** Opening Given records block **
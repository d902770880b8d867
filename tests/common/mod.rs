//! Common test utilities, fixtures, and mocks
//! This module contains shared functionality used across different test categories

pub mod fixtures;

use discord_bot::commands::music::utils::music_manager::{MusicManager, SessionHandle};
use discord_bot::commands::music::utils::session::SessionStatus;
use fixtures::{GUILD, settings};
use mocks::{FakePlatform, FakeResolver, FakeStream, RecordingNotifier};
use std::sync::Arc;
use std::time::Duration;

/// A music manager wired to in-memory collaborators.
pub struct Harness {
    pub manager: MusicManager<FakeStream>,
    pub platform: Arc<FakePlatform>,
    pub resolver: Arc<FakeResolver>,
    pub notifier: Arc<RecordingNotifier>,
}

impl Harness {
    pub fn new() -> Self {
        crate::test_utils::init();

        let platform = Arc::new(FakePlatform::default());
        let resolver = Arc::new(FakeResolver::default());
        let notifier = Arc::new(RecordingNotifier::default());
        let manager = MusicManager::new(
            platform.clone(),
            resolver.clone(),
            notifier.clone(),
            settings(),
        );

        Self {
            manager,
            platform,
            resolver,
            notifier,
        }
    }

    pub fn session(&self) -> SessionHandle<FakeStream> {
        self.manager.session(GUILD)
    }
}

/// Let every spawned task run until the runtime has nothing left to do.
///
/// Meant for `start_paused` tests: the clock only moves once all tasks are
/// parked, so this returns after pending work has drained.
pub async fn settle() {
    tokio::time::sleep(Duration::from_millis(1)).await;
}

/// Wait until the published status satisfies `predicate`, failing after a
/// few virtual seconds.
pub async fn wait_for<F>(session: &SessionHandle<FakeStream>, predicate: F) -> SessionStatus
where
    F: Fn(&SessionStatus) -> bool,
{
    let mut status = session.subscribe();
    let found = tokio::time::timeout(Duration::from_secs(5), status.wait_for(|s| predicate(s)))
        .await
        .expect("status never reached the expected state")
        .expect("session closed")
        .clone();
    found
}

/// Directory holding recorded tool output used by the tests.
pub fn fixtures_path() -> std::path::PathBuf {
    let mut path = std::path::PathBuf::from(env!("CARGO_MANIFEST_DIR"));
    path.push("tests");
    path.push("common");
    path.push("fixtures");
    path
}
** Closing Given records block **
** Opening Given records block **
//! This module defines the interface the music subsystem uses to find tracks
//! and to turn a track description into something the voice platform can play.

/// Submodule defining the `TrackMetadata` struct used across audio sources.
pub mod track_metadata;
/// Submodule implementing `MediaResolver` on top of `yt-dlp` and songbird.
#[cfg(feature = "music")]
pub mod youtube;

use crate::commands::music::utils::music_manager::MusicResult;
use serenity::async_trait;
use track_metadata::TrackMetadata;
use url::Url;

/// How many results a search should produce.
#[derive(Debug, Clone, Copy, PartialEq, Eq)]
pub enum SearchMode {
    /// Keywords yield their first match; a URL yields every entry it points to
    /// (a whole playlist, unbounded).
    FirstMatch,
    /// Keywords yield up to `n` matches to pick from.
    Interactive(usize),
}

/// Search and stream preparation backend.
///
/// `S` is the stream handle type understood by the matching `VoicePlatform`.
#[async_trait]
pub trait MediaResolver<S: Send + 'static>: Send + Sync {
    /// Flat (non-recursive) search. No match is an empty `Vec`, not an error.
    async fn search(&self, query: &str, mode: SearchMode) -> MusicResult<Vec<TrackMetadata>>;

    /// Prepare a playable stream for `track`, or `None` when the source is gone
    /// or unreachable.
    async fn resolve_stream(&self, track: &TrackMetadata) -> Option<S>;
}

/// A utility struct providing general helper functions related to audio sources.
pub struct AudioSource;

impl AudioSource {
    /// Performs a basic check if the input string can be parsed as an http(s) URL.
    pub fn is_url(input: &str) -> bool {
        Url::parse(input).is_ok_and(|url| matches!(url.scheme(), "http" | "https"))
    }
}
** Closing Given records block **
Exercise ▸
Nothing should appear in the answer except the lines above from the line with "#[derive(Debug, Clone, Copy, PartialEq, Eq)]" through the line with "async fn search(&self, query: &str, mode: SearchMode)", both included, written out exactly.

Written answer ▸
#[derive(Debug, Clone, Copy, PartialEq, Eq)]
pub enum SearchMode {
    /// Keywords yield their first match; a URL yields every entry it points to
    /// (a whole playlist, unbounded).
    FirstMatch,
    /// Keywords yield up to `n` matches to pick from.
    Interactive(usize),
}

/// Search and stream preparation backend.
///
/// `S` is the stream handle type understood by the matching `VoicePlatform`.
#[async_trait]
pub trait MediaResolver<S: Send + 'static>: Send + Sync {
    /// Flat (non-recursive) search. No match is an empty `Vec`, not an error.
    async fn search(&self, query: &str, mode: SearchMode) -> MusicResult<Vec<TrackMetadata>>;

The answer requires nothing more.